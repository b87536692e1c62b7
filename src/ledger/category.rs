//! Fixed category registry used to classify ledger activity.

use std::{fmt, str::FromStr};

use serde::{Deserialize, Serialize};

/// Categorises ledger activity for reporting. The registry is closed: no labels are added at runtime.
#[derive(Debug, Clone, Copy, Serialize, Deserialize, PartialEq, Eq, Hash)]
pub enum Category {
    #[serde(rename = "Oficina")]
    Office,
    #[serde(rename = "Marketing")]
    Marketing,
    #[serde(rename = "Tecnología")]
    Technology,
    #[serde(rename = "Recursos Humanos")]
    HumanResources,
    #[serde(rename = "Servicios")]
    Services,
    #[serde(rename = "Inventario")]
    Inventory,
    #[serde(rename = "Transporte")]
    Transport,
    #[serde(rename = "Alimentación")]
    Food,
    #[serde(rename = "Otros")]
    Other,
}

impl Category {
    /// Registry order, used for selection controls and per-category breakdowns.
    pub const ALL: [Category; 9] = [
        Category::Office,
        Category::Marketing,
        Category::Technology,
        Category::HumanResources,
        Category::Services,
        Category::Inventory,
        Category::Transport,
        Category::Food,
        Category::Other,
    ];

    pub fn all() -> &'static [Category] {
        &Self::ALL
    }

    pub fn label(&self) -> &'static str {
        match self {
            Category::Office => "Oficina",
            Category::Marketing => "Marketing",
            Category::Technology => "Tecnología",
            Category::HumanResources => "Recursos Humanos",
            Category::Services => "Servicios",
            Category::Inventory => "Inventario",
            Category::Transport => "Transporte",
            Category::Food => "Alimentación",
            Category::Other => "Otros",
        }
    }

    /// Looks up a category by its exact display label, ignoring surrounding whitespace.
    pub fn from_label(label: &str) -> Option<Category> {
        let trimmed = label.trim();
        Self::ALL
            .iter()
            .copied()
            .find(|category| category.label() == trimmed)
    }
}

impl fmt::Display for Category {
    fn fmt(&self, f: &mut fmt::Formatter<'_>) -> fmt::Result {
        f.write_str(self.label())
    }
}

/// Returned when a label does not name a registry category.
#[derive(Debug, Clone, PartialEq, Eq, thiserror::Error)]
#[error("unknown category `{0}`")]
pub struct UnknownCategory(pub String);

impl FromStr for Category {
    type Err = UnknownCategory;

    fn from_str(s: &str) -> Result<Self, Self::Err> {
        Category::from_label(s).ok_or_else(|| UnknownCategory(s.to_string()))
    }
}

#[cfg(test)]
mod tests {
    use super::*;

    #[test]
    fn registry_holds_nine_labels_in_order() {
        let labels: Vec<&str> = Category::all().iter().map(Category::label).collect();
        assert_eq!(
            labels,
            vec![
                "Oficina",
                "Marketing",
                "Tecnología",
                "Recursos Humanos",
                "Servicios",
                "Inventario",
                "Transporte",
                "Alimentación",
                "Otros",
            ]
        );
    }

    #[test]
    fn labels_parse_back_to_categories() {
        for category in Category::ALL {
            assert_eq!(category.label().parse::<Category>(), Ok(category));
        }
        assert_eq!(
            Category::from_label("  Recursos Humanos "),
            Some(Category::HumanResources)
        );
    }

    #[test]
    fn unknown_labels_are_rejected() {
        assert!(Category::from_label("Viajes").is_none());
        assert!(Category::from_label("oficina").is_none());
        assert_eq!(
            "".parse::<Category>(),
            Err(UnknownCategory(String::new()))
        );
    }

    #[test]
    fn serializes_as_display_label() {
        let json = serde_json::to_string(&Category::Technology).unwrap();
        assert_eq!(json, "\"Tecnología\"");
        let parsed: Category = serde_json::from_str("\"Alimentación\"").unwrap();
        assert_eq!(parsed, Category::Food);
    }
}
-=-=-
Work to complete » Could you state how many lines in the data hold the word "FromStr"? Only the number should be given.

Reply » 2